Türkiye’de ‘kaçakçı’ denir, sınır ticareti yapanlara İran’da kolber. İsimleri değişse de kaderleri değişmez. Yaşamlarını ‘yüklenip’ çıktıları zorlu yolculuk bir tercihten çok bir zorunluluk haline gelir…
Hicran Urun
Yeryüzünü parçalara bölmenin ötesinde, bir toplumu da birbirinden ayıran sınırlara karşı, özellikle Kürt coğrafyasında her iki tarafı birbirine bağlayan önemli etkenlerden biridir sınır ticareti. Sınırın öte tarafında kalan akrabalar ile bir anlamda bağ kurmanın yanı sıra, yoksul Kürt köylülerinin neredeyse tek geçim kaynağıdır da. Türkiye’de bu ‘gayri resmi’ ticarete ‘kaçakçılık’ adı verilir, İran tarafında ise kolberlik. Sınırın her iki tarafında ayrı ayrı isimlendirilseler de kaderleri değişmez.
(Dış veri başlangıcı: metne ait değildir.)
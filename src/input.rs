//! Abstract input and lane assignment
//!
//! Keys are bound to slots (screen positions), tracks are assigned to
//! slots. Reshuffling swaps the whole assignment at once.

use rand::Rng;
use rand::seq::SliceRandom;
use serde::{Deserialize, Serialize};

/// An abstract input token
#[derive(Debug, Clone, Copy, PartialEq, Eq, Hash, Serialize, Deserialize)]
pub enum Key {
    Space,
    Left,
    Right,
    /// A letter key, stored uppercase
    Char(char),
}

impl Key {
    pub fn char(c: char) -> Self {
        Key::Char(c.to_ascii_uppercase())
    }

    pub fn label(&self) -> String {
        match self {
            Key::Space => "SPACE".to_string(),
            Key::Left => "LEFT".to_string(),
            Key::Right => "RIGHT".to_string(),
            Key::Char(c) => c.to_ascii_uppercase().to_string(),
        }
    }
}

/// A key press at a playback time (seconds)
#[derive(Debug, Clone, Copy, PartialEq, Serialize, Deserialize)]
pub struct InputEvent {
    pub key: Key,
    pub time: f64,
}

impl InputEvent {
    pub fn new(key: Key, time: f64) -> Self {
        Self { key, time }
    }
}

/// Default keys for slot `slot` out of `total`
pub fn slot_keys(slot: usize, total: usize) -> Vec<Key> {
    use Key::*;
    let c = Key::char;
    match (total, slot) {
        (1, 0) => vec![Space, c('f'), c('j')],
        (2, 0) => vec![c('d'), Left],
        (2, 1) => vec![c('k'), Right],
        (3, s) if s < 3 => vec![[c('d'), c('f'), c('j')][s]],
        (4, s) if s < 4 => vec![[c('d'), c('f'), c('j'), c('k')][s]],
        (5, s) if s < 5 => vec![[c('s'), c('d'), Space, c('j'), c('k')][s]],
        _ => Vec::new(),
    }
}

/// Track-to-slot assignment plus per-slot key bindings
#[derive(Debug, Clone, PartialEq, Eq)]
pub struct SlotMap {
    /// `track_to_slot[track]` is the slot that track occupies
    track_to_slot: Vec<usize>,
    slot_keys: Vec<Vec<Key>>,
}

impl SlotMap {
    /// Track `i` in slot `i`, default bindings
    pub fn identity(tracks: usize) -> Self {
        Self {
            track_to_slot: (0..tracks).collect(),
            slot_keys: (0..tracks).map(|s| slot_keys(s, tracks)).collect(),
        }
    }

    pub fn len(&self) -> usize {
        self.track_to_slot.len()
    }

    pub fn is_empty(&self) -> bool {
        self.track_to_slot.is_empty()
    }

    pub fn assignment(&self) -> &[usize] {
        &self.track_to_slot
    }

    pub fn slot_of(&self, track: usize) -> Option<usize> {
        self.track_to_slot.get(track).copied()
    }

    pub fn track_in_slot(&self, slot: usize) -> Option<usize> {
        self.track_to_slot.iter().position(|&s| s == slot)
    }

    pub fn keys_for_slot(&self, slot: usize) -> &[Key] {
        self.slot_keys.get(slot).map(Vec::as_slice).unwrap_or(&[])
    }

    pub fn keys_for_track(&self, track: usize) -> &[Key] {
        self.slot_of(track)
            .map(|slot| self.keys_for_slot(slot))
            .unwrap_or(&[])
    }

    /// Tracks whose slot is bound to `key`, in track order
    pub fn tracks_for_key(&self, key: Key) -> Vec<usize> {
        (0..self.len())
            .filter(|&track| self.keys_for_track(track).contains(&key))
            .collect()
    }

    /// A new random assignment, guaranteed to differ when there is more than one slot
    pub fn reshuffled<R: Rng + ?Sized>(&self, rng: &mut R) -> SlotMap {
        let mut next = self.track_to_slot.clone();
        if next.len() > 1 {
            next.shuffle(rng);
            if next == self.track_to_slot {
                next.rotate_left(1);
            }
        }
        SlotMap {
            track_to_slot: next,
            slot_keys: self.slot_keys.clone(),
        }
    }
}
Kolberler, yaşamlarını mayın döşeli yollarda İran ve Türk askerlerinin ateşi altında, kilometrelerce yük taşıyarak idame ettiriyor. Her yıl onlarca kolber, bu yollarda ya hayatını kaybediyor, ya sakatlanıyor ya da tutuklanıyor. Kürdistan İnsan Hakları Derneği’nin verilerine göre, son 3 yılda en az 245 kolber yaşamını yitirdi, 300’ü aşkın kolber ise yaralandı. Ancak bu rakamlar buz dağının görünen yüzü. Gerçek verilerin, çok daha fazla olduğu tahmin ediliyor.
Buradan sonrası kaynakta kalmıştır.